“Barefoot in the Kitchen” is Longevity’s new web based video series. We will a share an everyday, easy-to-cook healthy recipe, for you and your family. Included in this unique experience will be a panel of experts, including a dietician to guide the process and explain what ingredients are best for good health and vitality.
Occasionally Ochre – Lightly Curried Caulifower Soup
“How spicy you make this dish is up to you. We have erred on the milder side, but if you like things with a bit of a kick, add a little more curry powder or even a pinch of cayenne pepper,” says Atkinson.
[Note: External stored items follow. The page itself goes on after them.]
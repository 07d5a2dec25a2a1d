use crate::archive::format::{Header, ENTRY_SIZE, HEADER_SIZE};
use crate::archive::layout::{LayoutPlan, PayloadSlot};
use crate::error::{Result, VdfsError};
use std::fs::{File, OpenOptions};
use std::io::{self, BufWriter, Read, Seek, SeekFrom, Write};
use std::path::{Path, PathBuf};

/// Buffer size for payload copies
const COPY_BUFFER_SIZE: usize = 64 * 1024;

/// Archive writer for creating .vdf files
///
/// The destination is opened once and stays open until `write` returns,
/// on success or failure.
pub struct ArchiveWriter {
    file: File,
    path: PathBuf,
}

impl ArchiveWriter {
    /// Create (or truncate) the destination archive
    pub fn create<P: AsRef<Path>>(path: P) -> Result<Self> {
        let path = path.as_ref().to_path_buf();
        let file = OpenOptions::new()
            .read(true)
            .write(true)
            .create(true)
            .truncate(true)
            .open(&path)
            .map_err(|e| VdfsError::output_io(&path, "create", e))?;

        Ok(Self { file, path })
    }

    /// Write header, payload and metadata table for a finished layout
    ///
    /// The file is sized up front; each unique payload is then copied to
    /// its planned offset and the table is written last. Returns the final
    /// archive size.
    pub fn write(mut self, header: &Header, plan: &LayoutPlan) -> Result<u64> {
        debug_assert_eq!(header.params.entry_count, plan.entry_count());
        debug_assert_eq!(header.params.table_offset as usize, HEADER_SIZE);
        debug_assert_eq!(header.params.entry_size as usize, ENTRY_SIZE);

        let archive_size = plan.archive_size();

        let mut header_bytes = Vec::with_capacity(HEADER_SIZE);
        header.write_to(&mut header_bytes)?;
        self.file
            .write_all(&header_bytes)
            .map_err(|e| VdfsError::output_io(&self.path, "write header to", e))?;

        self.file
            .set_len(archive_size)
            .map_err(|e| VdfsError::output_io(&self.path, "truncate", e))?;

        for slot in &plan.payloads {
            self.copy_payload(slot)?;
        }

        self.write_table(plan)?;

        self.file
            .flush()
            .map_err(|e| VdfsError::output_io(&self.path, "flush", e))?;

        tracing::debug!(
            path = %self.path.display(),
            size = archive_size,
            payloads = plan.payloads.len(),
            "archive written"
        );

        Ok(archive_size)
    }

    /// Copy one source file to its payload offset
    fn copy_payload(&mut self, slot: &PayloadSlot) -> Result<()> {
        let source =
            File::open(&slot.source).map_err(|e| VdfsError::source_io(&slot.source, e))?;

        self.file
            .seek(SeekFrom::Start(slot.offset as u64))
            .map_err(|e| VdfsError::output_io(&self.path, "seek", e))?;

        let expected = slot.size as u64;
        let copied = copy_content(
            source.take(expected),
            &mut self.file,
            &slot.source,
            &self.path,
        )?;

        if copied != expected {
            return Err(VdfsError::SourceChanged {
                path: slot.source.clone(),
                expected,
                actual: copied,
            });
        }

        Ok(())
    }

    fn write_table(&mut self, plan: &LayoutPlan) -> Result<()> {
        self.file
            .seek(SeekFrom::Start(plan.table_offset() as u64))
            .map_err(|e| VdfsError::output_io(&self.path, "seek", e))?;

        let mut writer = BufWriter::new(&mut self.file);
        for record in &plan.records {
            record.write_to(&mut writer).map_err(|e| match e {
                VdfsError::Io(source) => {
                    VdfsError::output_io(&self.path, "write table entry to", source)
                }
                other => other,
            })?;
        }
        writer
            .flush()
            .map_err(|e| VdfsError::output_io(&self.path, "write table to", e))?;

        Ok(())
    }
}

/// Copy `reader` into `writer`, attributing read failures to `source` and
/// write failures to `dest`. Returns the number of bytes copied.
fn copy_content<R: Read, W: Write>(
    mut reader: R,
    mut writer: W,
    source: &Path,
    dest: &Path,
) -> Result<u64> {
    let mut buf = vec![0u8; COPY_BUFFER_SIZE];
    let mut copied = 0u64;

    loop {
        let n = match reader.read(&mut buf) {
            Ok(0) => break,
            Ok(n) => n,
            Err(e) if e.kind() == io::ErrorKind::Interrupted => continue,
            Err(e) => return Err(VdfsError::source_io(source, e)),
        };
        writer
            .write_all(&buf[..n])
            .map_err(|e| VdfsError::output_io(dest, "write payload to", e))?;
        copied += n as u64;
    }

    Ok(copied)
}

#[cfg(test)]
mod tests {
    use super::*;
    use crate::archive::format::{Comment, EntryFlags, EntryName, EntryRecord, Params};
    use tempfile::TempDir;

    #[test]
    fn test_write_places_payload_and_table() {
        let tmp = TempDir::new().unwrap();
        let source = tmp.path().join("data.bin");
        std::fs::write(&source, b"payload").unwrap();

        let payload_start = (HEADER_SIZE + ENTRY_SIZE) as u32;
        let plan = LayoutPlan {
            records: vec![EntryRecord {
                name: EntryName::new("data.bin"),
                offset: payload_start,
                size: 7,
                flags: EntryFlags::LAST_ENTRY,
                attributes: 0x20,
            }],
            payloads: vec![PayloadSlot {
                source,
                offset: payload_start,
                size: 7,
            }],
            file_count: 1,
            data_size: 7,
            deduplicated: 0,
        };
        let header = Header::new(
            Comment::new("test"),
            Params {
                entry_count: 1,
                file_count: 1,
                timestamp: 0,
                data_size: 7,
                table_offset: HEADER_SIZE as u32,
                entry_size: ENTRY_SIZE as u32,
            },
        );

        let out = tmp.path().join("out.vdf");
        let size = ArchiveWriter::create(&out).unwrap().write(&header, &plan).unwrap();

        let bytes = std::fs::read(&out).unwrap();
        assert_eq!(size, bytes.len() as u64);
        assert_eq!(bytes.len(), HEADER_SIZE + ENTRY_SIZE + 7);
        assert_eq!(&bytes[..4], b"test");
        assert_eq!(&bytes[HEADER_SIZE..HEADER_SIZE + 8], b"DATA.BIN");
        assert_eq!(&bytes[payload_start as usize..], b"payload");
    }

    #[test]
    fn test_missing_source_reports_path() {
        let tmp = TempDir::new().unwrap();
        let missing = tmp.path().join("gone.bin");
        let plan = LayoutPlan {
            records: vec![EntryRecord::default()],
            payloads: vec![PayloadSlot {
                source: missing.clone(),
                offset: (HEADER_SIZE + ENTRY_SIZE) as u32,
                size: 4,
            }],
            file_count: 1,
            data_size: 4,
            deduplicated: 0,
        };
        let header = Header::new(
            Comment::default(),
            Params {
                entry_count: 1,
                table_offset: HEADER_SIZE as u32,
                entry_size: ENTRY_SIZE as u32,
                ..Params::default()
            },
        );

        let result = ArchiveWriter::create(tmp.path().join("out.vdf"))
            .unwrap()
            .write(&header, &plan);
        match result {
            Err(VdfsError::SourceIo { path, .. }) => assert_eq!(path, missing),
            other => panic!("expected SourceIo, got {:?}", other),
        }
    }

    struct FullDisk;

    impl Write for FullDisk {
        fn write(&mut self, _buf: &[u8]) -> io::Result<usize> {
            Err(io::Error::new(io::ErrorKind::Other, "no space left on device"))
        }

        fn flush(&mut self) -> io::Result<()> {
            Ok(())
        }
    }

    struct BrokenSource;

    impl Read for BrokenSource {
        fn read(&mut self, _buf: &mut [u8]) -> io::Result<usize> {
            Err(io::Error::new(io::ErrorKind::Other, "input/output error"))
        }
    }

    #[test]
    fn test_payload_write_failure_names_archive() {
        let result = copy_content(
            &b"payload"[..],
            FullDisk,
            Path::new("src/data.bin"),
            Path::new("out.vdf"),
        );
        match result {
            Err(VdfsError::OutputIo {
                path, operation, ..
            }) => {
                assert_eq!(path, Path::new("out.vdf"));
                assert_eq!(operation, "write payload to");
            }
            other => panic!("expected OutputIo, got {:?}", other),
        }
    }

    #[test]
    fn test_payload_read_failure_names_source() {
        let mut sink = Vec::new();
        let result = copy_content(
            BrokenSource,
            &mut sink,
            Path::new("src/data.bin"),
            Path::new("out.vdf"),
        );
        match result {
            Err(VdfsError::SourceIo { path, .. }) => assert_eq!(path, Path::new("src/data.bin")),
            other => panic!("expected SourceIo, got {:?}", other),
        }
    }

    #[test]
    fn test_copy_content_counts_bytes() {
        let data = vec![7u8; COPY_BUFFER_SIZE + 3];
        let mut sink = Vec::new();
        let copied = copy_content(
            &data[..],
            &mut sink,
            Path::new("src/big.bin"),
            Path::new("out.vdf"),
        )
        .unwrap();

        assert_eq!(copied, data.len() as u64);
        assert_eq!(sink, data);
    }

    #[test]
    fn test_create_in_missing_directory_fails() {
        let tmp = TempDir::new().unwrap();
        let result = ArchiveWriter::create(tmp.path().join("no/such/dir/out.vdf"));
        assert!(matches!(
            result,
            Err(VdfsError::OutputIo {
                operation: "create",
                ..
            })
        ));
    }
}
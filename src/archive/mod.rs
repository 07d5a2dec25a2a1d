mod format;
mod layout;
mod writer;

pub use format::{
    pack_dos_datetime, Comment, EntryFlags, EntryName, EntryRecord, Header, Params,
    ATTRIB_ARCHIVE, ATTRIB_HIDDEN, ATTRIB_MASK, ATTRIB_READ_ONLY, ATTRIB_SYSTEM, COMMENT_FILL,
    COMMENT_SIZE, ENTRY_SIZE, HEADER_SIZE, NAME_FILL, NAME_SIZE, VERSION_SIZE, VERSION_TAG,
};
pub use layout::{hash_file, ContentHash, DedupIndex, LayoutPlan, LayoutPlanner, PayloadSlot};
pub use writer::ArchiveWriter;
• A few glugs of olive oil
• 1 onion, finely sliced
• 1 stick celery, finely chopped
• 1 carrot, finely chopped
• 2 cloves garlic, finely sliced
• 1 tsp medium curry powder
• 1 tsp garam masala
• 1kg caulifower, roughly chopped
• 300ml vegetable stock
• 1 tin coconut cream
• Salt and pepper
• 1 pinch cayenne pepper
Heat the olive oil in a pan, and add
the onion, celery and carrot. Sweat together for about 5 minutes and then add the chopped garlic. Once the onions have softened, add the spices and fry together for a few minutes more. Add
the caulifower and stir to ensure that the spices are mixed in. Let the vegetables steam together for a minute or so before adding the vegetable stock. Bring the pan to boil and then reduce to a simmer. Add the coconut cream and stir to combine. Allow the pan to simmer for about 30 minutes with the lid on. After checking
that the caulifower has cooked through, take the pan off the heat and blitz with your stick blender until smooth. Check the seasoning and adjust as required. Sprinkle on just a pinch of cayenne pepper before serving with your favourite bread.
JESSICA PIETERSE EXPLAINS: “CAULIFLOWER CONTAINS GLUCOSINOLATES, WHICH MAY REDUCE THE RISK OF CANCER AND SUPPORT GENES THAT PROCESS WASTE PRODUCTS. THE CARROTS CONTAIN BETA-CAROTENE, WHICH IS METABOLISED INTO VITAMIN A, WHICH IS GOOD FOR EYE HEALTH.”